3/4 Brinkman 30 dollar vertical smoker <grandsons destroyed the lid> thinking of converting to double rotisserie  or Gyro meat grill

Several small portables for mudboggin and such

Thanks for the welcome

Sid


----------



## richtee (Sep 24, 2007)

Hear hear on the sauce! Maybe I'm just bitter by nature, but GIMMIE THAT CAROLINA stuff!


----------



## walking dude (Sep 24, 2007)

i have a extra lid buddah.......if you would like it

dude


----------



## johnd49455 (Sep 24, 2007)

Welcome to the SMF family
	

	
	
		
		



		
		
	


	





I only judged one comp so I'm not much help there.
I do know that internal temp is the way to smoke. I have 2 (soon to be more) digital thermometers. Always keep track of the grate temp as most lid thermometers are off (not all) & each cut of meat is different & you can not go by time. Go by internal temp! 

Ask around & look around you can & will get plenty of tips on the best way to prepare for a comp. almost all on the SMF will treat you as family & help as much as they can


----------



## mossymo (Sep 24, 2007)

ZenMasterSid
Welcome to SMF, you picked a mighty fine place to hang your hat !!!


----------



## zenmastersid (Sep 24, 2007)

Howdy Richtee from Jesse James's last home

Thanks for the welcome and I so agree with you assessment of Midwestern sauces aka Kansas City Style is like syrup.

Sid


----------



## walking dude (Sep 24, 2007)

would you like this lid Sid?


dude


----------



## zenmastersid (Sep 24, 2007)

Howdy HawgHeaven .... love the handle

Thanks for the welcome and the information .... I was hoping I had enough grills and I know my smoke'n pit on its inaugural  run  2 Hens  2 6lb Boston Butts a Brisket @10lbs one dozen Cheddar Brat soaked in St Louis's Best <Bud> and about two dozen Hot Dogs were smoked to perfection.

So I guess the question is just how much meat is required to meet the turn in requirements as well any promotions the festivals are backing ... like tokens for taste or samitch or whatever.

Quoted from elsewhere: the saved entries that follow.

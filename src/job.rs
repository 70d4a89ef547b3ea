//! Background parse jobs for uploaded workbooks.
//!
//! An upload is first staged under `<root>/temp-files/`, then parsed on a worker
//! thread. The caller keeps a [`ParseJob`] handle to poll or wait for the report.

use std::fs;
use std::sync::{Arc, Mutex};
use std::thread::{self, JoinHandle};

use camino::{Utf8Path, Utf8PathBuf};
use tracing::{error, info};

use crate::app::{App, Report};
use crate::config::ParserConfig;
use crate::error::SortlyError;
use crate::fetch::MediaFetcher;
use crate::progress::ProgressSink;

/// Writes uploaded bytes into the staging directory and returns the staged path.
/// Only the final component of `file_name` is kept.
pub fn stage_upload(
    config: &ParserConfig,
    file_name: &str,
    bytes: &[u8],
) -> Result<Utf8PathBuf, SortlyError> {
    let base_name = Utf8Path::new(&file_name.replace('\\', "/"))
        .file_name()
        .map(str::to_string)
        .filter(|name| !name.is_empty())
        .ok_or_else(|| SortlyError::InvalidConfig(format!("invalid upload name {file_name:?}")))?;

    let staging = config.staging_dir();
    fs::create_dir_all(staging.as_std_path())
        .map_err(|err| SortlyError::Filesystem(format!("create {staging}: {err}")))?;
    let path = staging.join(base_name);
    fs::write(path.as_std_path(), bytes)
        .map_err(|err| SortlyError::Filesystem(format!("write {path}: {err}")))?;
    info!(%path, size = bytes.len(), "upload staged");
    Ok(path)
}

#[derive(Debug, Clone)]
pub enum JobStatus {
    Running,
    Finished(Report),
    Failed(String),
}

pub struct ParseJob {
    input: Utf8PathBuf,
    status: Arc<Mutex<JobStatus>>,
    handle: JoinHandle<Result<Report, SortlyError>>,
}

impl ParseJob {
    pub fn spawn<F: MediaFetcher + 'static>(
        app: App<F>,
        config: ParserConfig,
        sink: Arc<dyn ProgressSink>,
    ) -> Result<Self, SortlyError> {
        let input = config
            .file_path
            .clone()
            .ok_or_else(|| SortlyError::InvalidConfig("no input file given".to_string()))?;
        let status = Arc::new(Mutex::new(JobStatus::Running));
        let shared = Arc::clone(&status);
        let handle = thread::spawn(move || {
            let result = app.run(&config, sink.as_ref());
            let next = match &result {
                Ok(report) => JobStatus::Finished(report.clone()),
                Err(err) => {
                    error!("parse job failed: {err}");
                    JobStatus::Failed(err.to_string())
                }
            };
            match shared.lock() {
                Ok(mut guard) => *guard = next,
                Err(poisoned) => *poisoned.into_inner() = next,
            }
            result
        });
        Ok(Self {
            input,
            status,
            handle,
        })
    }

    pub fn input(&self) -> &Utf8Path {
        &self.input
    }

    pub fn status(&self) -> JobStatus {
        match self.status.lock() {
            Ok(guard) => guard.clone(),
            Err(poisoned) => poisoned.into_inner().clone(),
        }
    }

    pub fn is_finished(&self) -> bool {
        self.handle.is_finished()
    }

    pub fn wait(self) -> Result<Report, SortlyError> {
        self.handle
            .join()
            .map_err(|_| SortlyError::JobFailed("worker thread panicked".to_string()))?
    }
}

Figured I would have to get a little pull behind to load the grills on and tote wherever behind the van. Anyway this is for another thread,  but thanks again for the moral boost

Sid


----------



## zenmastersid (Sep 24, 2007)

Howdy ColeySmokin

Yep already like it here ... Thanks for the welcome

Sid


----------



## zenmastersid (Sep 24, 2007)

Howdy TBone Tim

Thanks for the welcome ..... when I was in the Navy we would go to Cold Lake Alberta for intruder/intercept game with the Canadian Air Force

I fell in love with the place and being single with a Southern Accent <brawl>  at the time .... well that is a subject best kept off family boards ..... leave it to say Canadian women melt with the first utterance of Ya'll ...... HEHEHEHEHEHEHEE..... misspent youth being remembered.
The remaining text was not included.